When Rink was a no-show I feared that he’d sneaked off again on another uncharacteristic rampage. But I was doing him an injustice and so I waited some more.
Another hour later Rink finally approached. Since flying in we’d hired a rental car, and without looking at me he headed directly for the silver Chrysler. I fell in step with him, arriving at the car at the same time.
I leaned on the roof of the car, caught my friend’s eye. ‘Well?’
‘She’s doing fine. The doctors say she’ll be able to go home in a day or two.’
‘That’s good,’ I said, and meant it. ‘But that’s not what I asked.’
Rink nodded me inside the car. I’d have offered to drive, but things were usually this way with us. Rink didn’t trust me to stay on the right side of the road. Ordinarily he’d make some jibe, but not now. He started the car and pulled away, and he didn’t have a destination in mind judging by the way he paused at the exit. Finally he took a left, for no other reason than that it was as good as any direction.
‘She swears she doesn’t know who killed my dad.’
We’d been there when a detective had attended her bedside and recorded a statement. Yukiko had related how she and Andrew had been wakened by a noise and her husband had gone downstairs to investigate. She had followed him down and seen a man in black standing over Andrew, a gun in his hand. The man had his back to her and she’d taken the opportunity to arm herself with a plant pot. The trouble was he’d heard her approaching and had struck her unconscious. That was all she could recall, despite all the detective’s attempts at teasing further detail from her. That was when she’d mentioned some trouble with Chaney and his friends and suggested that he might have had something to do with her husband’s murder. The detective had noted her words down, then left, and Yukiko had drifted into a fitful sleep. A few minutes after that and Rink had slipped away. At first I’d thought he’d snuck off somewhere to be alone, to grieve in private, and I gave him some space. But that only lasted until Yukiko had woken from her sleep and asked for him.
‘Do you believe her?’
Rink nodded. ‘She told me that she mentioned Chaney to the cops because she thought he deserved extra notice from them, but that was all. She was also about to say something else but her nurse came in and she clammed up. Though I tried to press her on it afterwards, she wouldn’t say anything. She changed the subject, started making preparations for my dad’s funeral.’ There was a hitch in his voice at the end, so I allowed him a moment or two of reflection.

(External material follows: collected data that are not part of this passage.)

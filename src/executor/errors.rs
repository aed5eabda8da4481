//! Execution error types
//!
//! Error codes:
//! - HKX_LIFECYCLE_VIOLATION (FATAL) - cursor call outside its lifecycle
//! - HKX_INVALID_ARGUMENT (FATAL) - operator or row construction rejected
//! - HKX_BINDING_UNSET / HKX_BINDING_OUT_OF_RANGE / HKX_BINDING_TYPE (FATAL)
//! - HKX_QUERY_CANCELED (ERROR) - the query's cancellation token was set
//! - HKX_STORAGE_FAILURE (ERROR) - storage adapter failure, passed through
//!
//! FATAL here means fatal to the current query, not to the process.

use std::fmt;

use crate::storage::StorageError;

use super::lifecycle::CursorState;

/// Severity levels for execution errors
#[derive(Debug, Clone, Copy, PartialEq, Eq)]
pub enum Severity {
    /// Query stops; caller may issue another
    Error,
    /// Programming error; the query cannot continue
    Fatal,
}

impl fmt::Display for Severity {
    fn fmt(&self, f: &mut fmt::Formatter<'_>) -> fmt::Result {
        match self {
            Severity::Error => write!(f, "ERROR"),
            Severity::Fatal => write!(f, "FATAL"),
        }
    }
}

impl From<Severity> for crate::observability::Severity {
    fn from(severity: Severity) -> Self {
        match severity {
            Severity::Error => crate::observability::Severity::Error,
            Severity::Fatal => crate::observability::Severity::Fatal,
        }
    }
}

/// Broad classification used by callers to decide what to report
#[derive(Debug, Clone, Copy, PartialEq, Eq)]
pub enum ErrorClass {
    /// Wrong lifecycle call, bad binding, bad construction argument
    ContractViolation,
    /// Deliberate cancellation; not a failure
    Canceled,
    /// Failure reported by the storage adapter
    Storage,
}

/// Execution error codes
#[derive(Debug, Clone, Copy, PartialEq, Eq)]
pub enum ExecutionErrorCode {
    HkxLifecycleViolation,
    HkxInvalidArgument,
    HkxBindingUnset,
    HkxBindingOutOfRange,
    HkxBindingType,
    HkxQueryCanceled,
    HkxStorageFailure,
}

impl ExecutionErrorCode {
    /// Returns the string code
    pub fn code(&self) -> &'static str {
        match self {
            ExecutionErrorCode::HkxLifecycleViolation => "HKX_LIFECYCLE_VIOLATION",
            ExecutionErrorCode::HkxInvalidArgument => "HKX_INVALID_ARGUMENT",
            ExecutionErrorCode::HkxBindingUnset => "HKX_BINDING_UNSET",
            ExecutionErrorCode::HkxBindingOutOfRange => "HKX_BINDING_OUT_OF_RANGE",
            ExecutionErrorCode::HkxBindingType => "HKX_BINDING_TYPE",
            ExecutionErrorCode::HkxQueryCanceled => "HKX_QUERY_CANCELED",
            ExecutionErrorCode::HkxStorageFailure => "HKX_STORAGE_FAILURE",
        }
    }

    /// Returns the error class
    pub fn class(&self) -> ErrorClass {
        match self {
            ExecutionErrorCode::HkxQueryCanceled => ErrorClass::Canceled,
            ExecutionErrorCode::HkxStorageFailure => ErrorClass::Storage,
            _ => ErrorClass::ContractViolation,
        }
    }

    /// Returns the severity level for this error
    pub fn severity(&self) -> Severity {
        match self.class() {
            ErrorClass::ContractViolation => Severity::Fatal,
            ErrorClass::Canceled | ErrorClass::Storage => Severity::Error,
        }
    }
}

impl fmt::Display for ExecutionErrorCode {
    fn fmt(&self, f: &mut fmt::Formatter<'_>) -> fmt::Result {
        write!(f, "{}", self.code())
    }
}

/// Execution error with operator context
#[derive(Debug)]
pub struct ExecutionError {
    code: ExecutionErrorCode,
    message: String,
    /// Operator the failure surfaced in, if known
    operator: Option<String>,
    source: Option<StorageError>,
}

impl ExecutionError {
    fn new(code: ExecutionErrorCode, message: impl Into<String>) -> Self {
        Self {
            code,
            message: message.into(),
            operator: None,
            source: None,
        }
    }

    /// A cursor call made from a state that does not allow it
    pub fn lifecycle_violation(operator: &str, expected: &str, actual: CursorState) -> Self {
        Self::new(
            ExecutionErrorCode::HkxLifecycleViolation,
            format!("expected cursor {}, but it is {}", expected, actual),
        )
        .with_operator(operator)
    }

    /// Construction-time argument rejected
    pub fn invalid_argument(operator: &str, reason: impl Into<String>) -> Self {
        Self::new(ExecutionErrorCode::HkxInvalidArgument, reason).with_operator(operator)
    }

    /// Binding slot read before it was written
    pub fn binding_unset(slot: usize) -> Self {
        Self::new(
            ExecutionErrorCode::HkxBindingUnset,
            format!("binding slot {} read before being written", slot),
        )
    }

    /// Binding slot outside the reserved range
    pub fn binding_out_of_range(slot: usize, reserved: usize) -> Self {
        Self::new(
            ExecutionErrorCode::HkxBindingOutOfRange,
            format!("binding slot {} outside reserved range 0..{}", slot, reserved),
        )
    }

    /// Binding slot holds a value of the wrong kind
    pub fn binding_type(slot: usize, expected: &str, actual: &str) -> Self {
        Self::new(
            ExecutionErrorCode::HkxBindingType,
            format!("binding slot {} holds {}, expected {}", slot, actual, expected),
        )
    }

    /// The query was canceled
    pub fn query_canceled(query_id: impl fmt::Display) -> Self {
        Self::new(
            ExecutionErrorCode::HkxQueryCanceled,
            format!("query {} canceled", query_id),
        )
    }

    /// Storage adapter failure, kept as the source
    pub fn storage(source: StorageError) -> Self {
        Self {
            code: ExecutionErrorCode::HkxStorageFailure,
            message: source.message().to_string(),
            operator: None,
            source: Some(source),
        }
    }

    /// Attach operator context unless some is already present
    pub fn with_operator(mut self, operator: &str) -> Self {
        if self.operator.is_none() {
            self.operator = Some(operator.to_string());
        }
        self
    }

    /// Returns the error code
    pub fn code(&self) -> ExecutionErrorCode {
        self.code
    }

    /// Returns the error class
    pub fn class(&self) -> ErrorClass {
        self.code.class()
    }

    /// Returns the severity level
    pub fn severity(&self) -> Severity {
        self.code.severity()
    }

    /// Returns the error message
    pub fn message(&self) -> &str {
        &self.message
    }

    /// Returns the operator context, if any
    pub fn operator(&self) -> Option<&str> {
        self.operator.as_deref()
    }

    /// Returns the wrapped storage error, if any
    pub fn storage_error(&self) -> Option<&StorageError> {
        self.source.as_ref()
    }

    pub fn is_fatal(&self) -> bool {
        self.severity() == Severity::Fatal
    }

    pub fn is_cancellation(&self) -> bool {
        self.class() == ErrorClass::Canceled
    }

    pub fn is_contract_violation(&self) -> bool {
        self.class() == ErrorClass::ContractViolation
    }
}

impl fmt::Display for ExecutionError {
    fn fmt(&self, f: &mut fmt::Formatter<'_>) -> fmt::Result {
        write!(
            f,
            "[{}] {}: {}",
            self.code.severity(),
            self.code.code(),
            self.message
        )?;
        if let Some(ref operator) = self.operator {
            write!(f, " (operator: {})", operator)?;
        }
        Ok(())
    }
}

impl std::error::Error for ExecutionError {
    fn source(&self) -> Option<&(dyn std::error::Error + 'static)> {
        self.source
            .as_ref()
            .map(|e| e as &(dyn std::error::Error + 'static))
    }
}

impl From<StorageError> for ExecutionError {
    fn from(e: StorageError) -> Self {
        Self::storage(e)
    }
}

/// Result type for execution operations
pub type ExecutionResult<T> = Result<T, ExecutionError>;
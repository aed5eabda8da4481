//! Count of a table's rows, read from its table status
//!
//! Yields exactly one row and never scans. The count comes from the
//! adapter, so exact vs approximate is the adapter's choice.

use std::collections::HashSet;
use std::sync::Arc;

use crate::executor::{
    Bindings, BoxedCursor, Cursor, CursorLifecycle, CursorState, ExecutionError, ExecutionResult,
    QueryContext,
};
use crate::observability::Event;
use crate::row::{ColumnDef, ColumnType, Row, RowType, RowTypeKind, Schema, Value};
use crate::storage::StoreAdapter;

use super::Operator;

const NAME: &str = "Count";

/// Single-row count of a table
#[derive(Debug, Clone)]
pub struct Count {
    table_type: Arc<RowType>,
    output: Arc<RowType>,
}

impl Count {
    /// Count rows of `table_type`; the output row type is issued by `schema`
    pub fn new(schema: &mut Schema, table_type: Arc<RowType>) -> ExecutionResult<Self> {
        Self::check_table(&table_type)?;
        let output = schema.new_values_type(
            format!("count({})", table_type.name()),
            vec![ColumnDef::new("count", ColumnType::Int)],
        );
        Ok(Self { table_type, output })
    }

    /// Count rows of `table_type` into a previously issued values row type
    pub fn with_output(table_type: Arc<RowType>, output: Arc<RowType>) -> ExecutionResult<Self> {
        Self::check_table(&table_type)?;
        let single_int = output.kind() == RowTypeKind::Values
            && output.nfields() == 1
            && output.columns()[0].column_type == ColumnType::Int;
        if !single_int {
            return Err(ExecutionError::invalid_argument(
                NAME,
                format!("{} is not a single integer values row type", output),
            ));
        }
        Ok(Self { table_type, output })
    }

    fn check_table(table_type: &RowType) -> ExecutionResult<()> {
        if table_type.is_table() {
            Ok(())
        } else {
            Err(ExecutionError::invalid_argument(
                NAME,
                format!("{} is not a table row type", table_type),
            ))
        }
    }

    pub fn table_type(&self) -> &Arc<RowType> {
        &self.table_type
    }
}

impl Operator for Count {
    fn cursor(&self, adapter: &Arc<dyn StoreAdapter>, context: &QueryContext) -> ExecutionResult<BoxedCursor> {
        Ok(Box::new(CountCursor {
            lifecycle: CursorLifecycle::new(NAME),
            context: context.clone(),
            adapter: Arc::clone(adapter),
            table_type: Arc::clone(&self.table_type),
            output: Arc::clone(&self.output),
            pending: false,
        }))
    }

    fn row_type(&self) -> Arc<RowType> {
        Arc::clone(&self.output)
    }

    fn find_derived_types(&self, types: &mut HashSet<Arc<RowType>>) {
        types.insert(Arc::clone(&self.output));
    }

    fn name(&self) -> &'static str {
        NAME
    }

    fn describe(&self) -> String {
        format!("{}({})", NAME, self.table_type.name())
    }
}

struct CountCursor {
    lifecycle: CursorLifecycle,
    context: QueryContext,
    adapter: Arc<dyn StoreAdapter>,
    table_type: Arc<RowType>,
    output: Arc<RowType>,
    /// Set by `open`, cleared once the row is produced or on `close`
    pending: bool,
}

impl CountCursor {
    fn abort(&mut self, err: ExecutionError) -> ExecutionError {
        self.pending = false;
        self.lifecycle.deactivate();
        err.with_operator(NAME)
    }

    fn count_row(&self) -> ExecutionResult<Row> {
        let count = self.adapter.row_count(&self.table_type)?;
        self.context.metrics().increment_row_count_reads();
        Row::values_row(Arc::clone(&self.output), vec![Value::Int(count)])
    }
}

impl Cursor for CountCursor {
    fn open(&mut self, _bindings: &Bindings) -> ExecutionResult<()> {
        self.lifecycle.check_idle()?;
        self.pending = true;
        self.lifecycle.activate();
        self.context.metrics().increment_cursors_opened();
        self.context.trace(Event::CursorOpen, NAME, self.table_type.name());
        Ok(())
    }

    fn next(&mut self) -> ExecutionResult<Option<Row>> {
        self.lifecycle.check_active()?;
        if let Err(e) = self.context.check_cancellation() {
            return Err(self.abort(e));
        }
        if !self.pending {
            self.lifecycle.deactivate();
            self.context.trace(Event::EndOfStream, NAME, self.table_type.name());
            return Ok(None);
        }
        let row = match self.count_row() {
            Ok(row) => row,
            Err(e) => return Err(self.abort(e)),
        };
        self.pending = false;
        self.context.metrics().increment_rows_produced();
        if self.context.config().log_operator_execution {
            self.context.trace(Event::RowYield, NAME, &row.to_string());
        }
        Ok(Some(row))
    }

    fn close(&mut self) -> ExecutionResult<()> {
        self.lifecycle.check_idle_or_active()?;
        if self.lifecycle.is_active() {
            self.pending = false;
            self.lifecycle.deactivate();
            self.context.trace(Event::CursorClose, NAME, self.table_type.name());
        }
        Ok(())
    }

    fn destroy(&mut self) -> ExecutionResult<()> {
        self.lifecycle.destroy()?;
        self.pending = false;
        self.context.metrics().increment_cursors_destroyed();
        self.context.trace(Event::CursorDestroy, NAME, self.table_type.name());
        Ok(())
    }

    fn state(&self) -> CursorState {
        self.lifecycle.state()
    }
}

#[cfg(test)]
mod tests {
    use super::*;
    use crate::operator::testing::Fixture;
    use crate::row::HKey;

    fn count_of(table_type: &Arc<RowType>) -> Count {
        let mut scratch = Schema::new();
        let output = scratch.new_values_type("count", vec![ColumnDef::new("count", ColumnType::Int)]);
        Count::with_output(Arc::clone(table_type), output).unwrap()
    }

    #[test]
    fn test_single_row_then_end_of_stream() {
        let f = Fixture::new();
        let count = count_of(&f.order);
        let mut cursor = count.cursor(&f.adapter, &f.context).unwrap();

        cursor.open(&Bindings::new(0)).unwrap();
        let row = cursor.next().unwrap().unwrap();
        assert_eq!(row.values(), &[Value::Int(3)]);
        assert!(cursor.is_active());
        assert!(cursor.next().unwrap().is_none());
        assert!(cursor.is_idle());
    }

    #[test]
    fn test_second_next_does_not_reread() {
        let f = Fixture::new();
        let count = count_of(&f.customer);
        let mut cursor = count.cursor(&f.adapter, &f.context).unwrap();

        cursor.open(&Bindings::new(0)).unwrap();
        assert_eq!(cursor.next().unwrap().unwrap().values(), &[Value::Int(3)]);

        let hkey = HKey::root(f.customer.table_id().unwrap(), vec![Value::Int(4)]);
        f.memory
            .write_row(Row::table_row(Arc::clone(&f.customer), hkey, vec![Value::Int(4)]).unwrap())
            .unwrap();

        assert!(cursor.next().unwrap().is_none());
        assert_eq!(f.context.metrics().snapshot().row_count_reads, 1);

        // A fresh open sees the new count
        cursor.open(&Bindings::new(0)).unwrap();
        assert_eq!(cursor.next().unwrap().unwrap().values(), &[Value::Int(4)]);
    }

    #[test]
    fn test_approximate_mode_reads_committed_count() {
        let f = Fixture::with_mode(crate::executor::RowCountMode::Approximate);
        let count = count_of(&f.order);
        let mut cursor = count.cursor(&f.adapter, &f.context).unwrap();
        let rows = crate::executor::collect_rows(cursor.as_mut(), &Bindings::new(0)).unwrap();
        assert_eq!(rows[0].values(), &[Value::Int(0)]);

        f.memory.commit().unwrap();
        let rows = crate::executor::collect_rows(cursor.as_mut(), &Bindings::new(0)).unwrap();
        assert_eq!(rows[0].values(), &[Value::Int(3)]);
    }

    #[test]
    fn test_close_clears_pending() {
        let f = Fixture::new();
        let count = count_of(&f.item);
        let mut cursor = count.cursor(&f.adapter, &f.context).unwrap();

        cursor.open(&Bindings::new(0)).unwrap();
        cursor.close().unwrap();
        assert!(cursor.is_idle());
        assert!(cursor.next().unwrap_err().is_contract_violation());
    }

    #[test]
    fn test_rejects_non_table_type() {
        let mut schema = Schema::new();
        let values = schema.new_values_type("v", vec![ColumnDef::new("x", ColumnType::Int)]);
        let err = Count::new(&mut schema, values).unwrap_err();
        assert!(err.is_contract_violation());
        assert_eq!(err.operator(), Some(NAME));
    }

    #[test]
    fn test_output_type_is_derived() {
        let mut schema = Schema::new();
        let t = schema
            .new_table("t", vec![ColumnDef::new("id", ColumnType::Int)], None)
            .unwrap();
        let count = Count::new(&mut schema, t).unwrap();

        let output = count.row_type();
        assert_eq!(output.columns()[0].name, "count");
        assert!(!output.is_table());
        assert!(crate::operator::derived_types(&count).contains(&output));
        assert_eq!(count.describe(), "Count(t)");
    }
}
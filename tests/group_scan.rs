//! Group scan behavior tests
//!
//! - Deep scan bound to A returns exactly A and its descendants, in order
//! - Shallow scan returns at most A
//! - Limits end the stream early and leave the cursor idle
//! - Rebinding A -> B -> A gives the same rows as a fresh cursor on A
//! - Cancellation stops the stream with a distinct error

mod common;

use common::{hkeys, TestDb};
use hkeyexec::executor::{collect_rows, Bindings, CursorState, ExecutionErrorCode};
use hkeyexec::operator::{GroupScan, Limit, Operator};
use hkeyexec::row::{HKey, Value};

fn scan_at(db: &TestDb, hkey: HKey, deep: bool) -> Vec<HKey> {
    let scan = GroupScan::positional(db.group(), 0, deep);
    let mut bindings = Bindings::for_plan(&scan);
    bindings.set(0, hkey).unwrap();
    let mut cursor = scan.cursor(&db.adapter, &db.context()).unwrap();
    hkeys(&collect_rows(cursor.as_mut(), &bindings).unwrap())
}

// =============================================================================
// Full Scan
// =============================================================================

#[test]
fn test_full_scan_order() {
    let db = TestDb::new();
    let scan = GroupScan::full(db.group());
    let mut cursor = scan.cursor(&db.adapter, &db.context()).unwrap();
    let rows = collect_rows(cursor.as_mut(), &Bindings::new(0)).unwrap();

    assert_eq!(
        hkeys(&rows),
        vec![
            db.c(1),
            db.o(1, 10),
            db.i(1, 10, 100),
            db.i(1, 10, 101),
            db.o(1, 11),
            db.a(1, 1),
            db.c(2),
            db.o(2, 20),
            db.c(3),
        ]
    );
    for pair in rows.windows(2) {
        assert!(pair[0].hkey() < pair[1].hkey());
    }
}

// =============================================================================
// Positional Scans
// =============================================================================

#[test]
fn test_deep_scan_is_exactly_the_subtree() {
    let db = TestDb::new();
    let all = scan_at(&db, db.c(1), true);

    assert_eq!(
        all,
        vec![
            db.c(1),
            db.o(1, 10),
            db.i(1, 10, 100),
            db.i(1, 10, 101),
            db.o(1, 11),
            db.a(1, 1),
        ]
    );
    let root = db.c(1);
    assert!(all.iter().all(|k| root.is_prefix_of(k)));
}

#[test]
fn test_deep_scan_of_leaf_and_middle() {
    let db = TestDb::new();
    assert_eq!(
        scan_at(&db, db.o(1, 10), true),
        vec![db.o(1, 10), db.i(1, 10, 100), db.i(1, 10, 101)]
    );
    assert_eq!(scan_at(&db, db.c(3), true), vec![db.c(3)]);
}

#[test]
fn test_deep_scan_of_missing_row() {
    let db = TestDb::new();
    assert!(scan_at(&db, db.c(9), true).is_empty());
    assert!(scan_at(&db, db.o(2, 21), true).is_empty());
}

#[test]
fn test_shallow_scan_returns_at_most_one_row() {
    let db = TestDb::new();
    assert_eq!(scan_at(&db, db.o(1, 10), false), vec![db.o(1, 10)]);
    assert!(scan_at(&db, db.c(9), false).is_empty());
}

#[test]
fn test_rebind_round_trip_matches_fresh_cursor() {
    let db = TestDb::new();
    let scan = GroupScan::positional(db.group(), 0, true);
    let context = db.context();
    let mut cursor = scan.cursor(&db.adapter, &context).unwrap();
    let mut bindings = Bindings::new(1);

    bindings.set(0, db.c(1)).unwrap();
    let first_a = collect_rows(cursor.as_mut(), &bindings).unwrap();

    bindings.set(0, db.c(2)).unwrap();
    let b = collect_rows(cursor.as_mut(), &bindings).unwrap();
    assert_eq!(hkeys(&b), vec![db.c(2), db.o(2, 20)]);

    bindings.set(0, db.c(1)).unwrap();
    let second_a = collect_rows(cursor.as_mut(), &bindings).unwrap();
    assert_eq!(first_a, second_a);

    let mut fresh = scan.cursor(&db.adapter, &context).unwrap();
    assert_eq!(collect_rows(fresh.as_mut(), &bindings).unwrap(), second_a);
    assert_eq!(context.metrics().snapshot().rebinds, 4);
}

#[test]
fn test_positional_scan_requires_hkey_binding() {
    let db = TestDb::new();
    let scan = GroupScan::positional(db.group(), 0, true);
    let mut cursor = scan.cursor(&db.adapter, &db.context()).unwrap();

    let err = cursor.open(&Bindings::new(1)).unwrap_err();
    assert_eq!(err.code(), ExecutionErrorCode::HkxBindingUnset);

    let mut bindings = Bindings::new(1);
    bindings.set(0, Value::Text("c1".to_string())).unwrap();
    let err = cursor.open(&bindings).unwrap_err();
    assert_eq!(err.code(), ExecutionErrorCode::HkxBindingType);

    let err = cursor.open(&Bindings::new(0)).unwrap_err();
    assert_eq!(err.code(), ExecutionErrorCode::HkxBindingOutOfRange);
    assert_eq!(cursor.state(), CursorState::Idle);
}

// =============================================================================
// Limits
// =============================================================================

#[test]
fn test_row_limit_stops_before_the_limiting_row() {
    let db = TestDb::new();
    let scan = GroupScan::full(db.group()).with_limit(Limit::rows(3));
    let mut cursor = scan.cursor(&db.adapter, &db.context()).unwrap();

    cursor.open(&Bindings::new(0)).unwrap();
    let mut produced = Vec::new();
    while let Some(row) = cursor.next().unwrap() {
        produced.push(row);
    }
    assert_eq!(hkeys(&produced), vec![db.c(1), db.o(1, 10), db.i(1, 10, 100)]);
    assert_eq!(cursor.state(), CursorState::Idle);
}

#[test]
fn test_per_table_limit_ends_at_first_capped_overflow() {
    let db = TestDb::new();
    let order = db.order.table_id().unwrap();
    let scan = GroupScan::full(db.group()).with_limit(Limit::per_table([(order, 1)]));
    let mut cursor = scan.cursor(&db.adapter, &db.context()).unwrap();
    let rows = collect_rows(cursor.as_mut(), &Bindings::new(0)).unwrap();

    // The second order row (o11) reaches the limit
    assert_eq!(
        hkeys(&rows),
        vec![db.c(1), db.o(1, 10), db.i(1, 10, 100), db.i(1, 10, 101)]
    );
}

#[test]
fn test_limit_with_positional_scan() {
    let db = TestDb::new();
    let scan = GroupScan::positional(db.group(), 0, true).with_limit(Limit::rows(2));
    let mut bindings = Bindings::new(1);
    bindings.set(0, db.o(1, 10)).unwrap();
    let mut cursor = scan.cursor(&db.adapter, &db.context()).unwrap();

    let rows = collect_rows(cursor.as_mut(), &bindings).unwrap();
    assert_eq!(hkeys(&rows), vec![db.o(1, 10), db.i(1, 10, 100)]);
}

// =============================================================================
// Cancellation
// =============================================================================

#[test]
fn test_cancellation_after_n_rows() {
    let db = TestDb::new();
    let scan = GroupScan::full(db.group());
    let context = db.context();
    let mut cursor = scan.cursor(&db.adapter, &context).unwrap();

    cursor.open(&Bindings::new(0)).unwrap();
    for _ in 0..3 {
        assert!(cursor.next().unwrap().is_some());
    }
    context.cancellation_token().cancel();

    let err = cursor.next().unwrap_err();
    assert!(err.is_cancellation());
    assert_eq!(err.code(), ExecutionErrorCode::HkxQueryCanceled);
    assert!(!err.is_contract_violation());

    // No later row is ever produced
    assert!(cursor.next().is_err());
    cursor.open(&Bindings::new(0)).unwrap();
    assert!(cursor.next().unwrap_err().is_cancellation());
    assert_eq!(context.metrics().rows_produced(), 3);
}

#[test]
fn test_cancellation_is_shared_across_cursors() {
    let db = TestDb::new();
    let scan = GroupScan::full(db.group());
    let context = db.context();
    let mut a = scan.cursor(&db.adapter, &context).unwrap();
    let mut b = scan.cursor(&db.adapter, &context).unwrap();
    a.open(&Bindings::new(0)).unwrap();
    b.open(&Bindings::new(0)).unwrap();

    context.cancellation_token().cancel();
    assert!(a.next().unwrap_err().is_cancellation());
    assert!(b.next().unwrap_err().is_cancellation());
}

// =============================================================================
// Concurrent Writes
// =============================================================================

#[test]
fn test_rows_are_owned_and_survive_later_writes() {
    let db = TestDb::new();
    let scan = GroupScan::positional(db.group(), 0, true);
    let mut bindings = Bindings::new(1);
    bindings.set(0, db.c(2)).unwrap();
    let mut cursor = scan.cursor(&db.adapter, &db.context()).unwrap();

    cursor.open(&bindings).unwrap();
    let first = cursor.next().unwrap().unwrap();
    db.insert(&db.order, db.o(2, 19), 19);
    db.insert(&db.order, db.o(2, 21), 21);

    // The scan resumes after the last returned hkey
    let rest = {
        let mut rest = Vec::new();
        while let Some(row) = cursor.next().unwrap() {
            rest.push(row);
        }
        rest
    };
    assert_eq!(first.hkey(), Some(&db.c(2)));
    assert_eq!(hkeys(&rest), vec![db.o(2, 19), db.o(2, 20), db.o(2, 21)]);
    assert_eq!(first.values(), &[Value::Int(2)]);
}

‘She doesn’t know who killed your dad, but she knows why.’
Rink turned to me for a second and I barely recognised him.
‘Yeah,’ he said, ‘that’s what I figure.’
‘So why won’t she tell the cops? Why not tell you?’
‘Giri.’ Rink looked at me again and this time his face was set in stone. ‘My mom is a firm believer in the old ways.’
Giri. I turned the Japanese phrase over in my mind. It was a concept rather than a single word, and one I was familiar with. Not that it was a phrase easily translated in the West. Some have said that it means ‘duty’ but it goes much deeper than that. It is better defined as ‘moral obligation’, or a debt of gratitude where self-sacrifice outweighs the pursuit of happiness. Basically, Yukiko believed she owed someone her silence, and fulfilling her obligation won out over bringing her husband’s murderer to justice. Sometimes giri has been called the ‘burden of obligation’, and I could see that it was true in Yukiko’s case.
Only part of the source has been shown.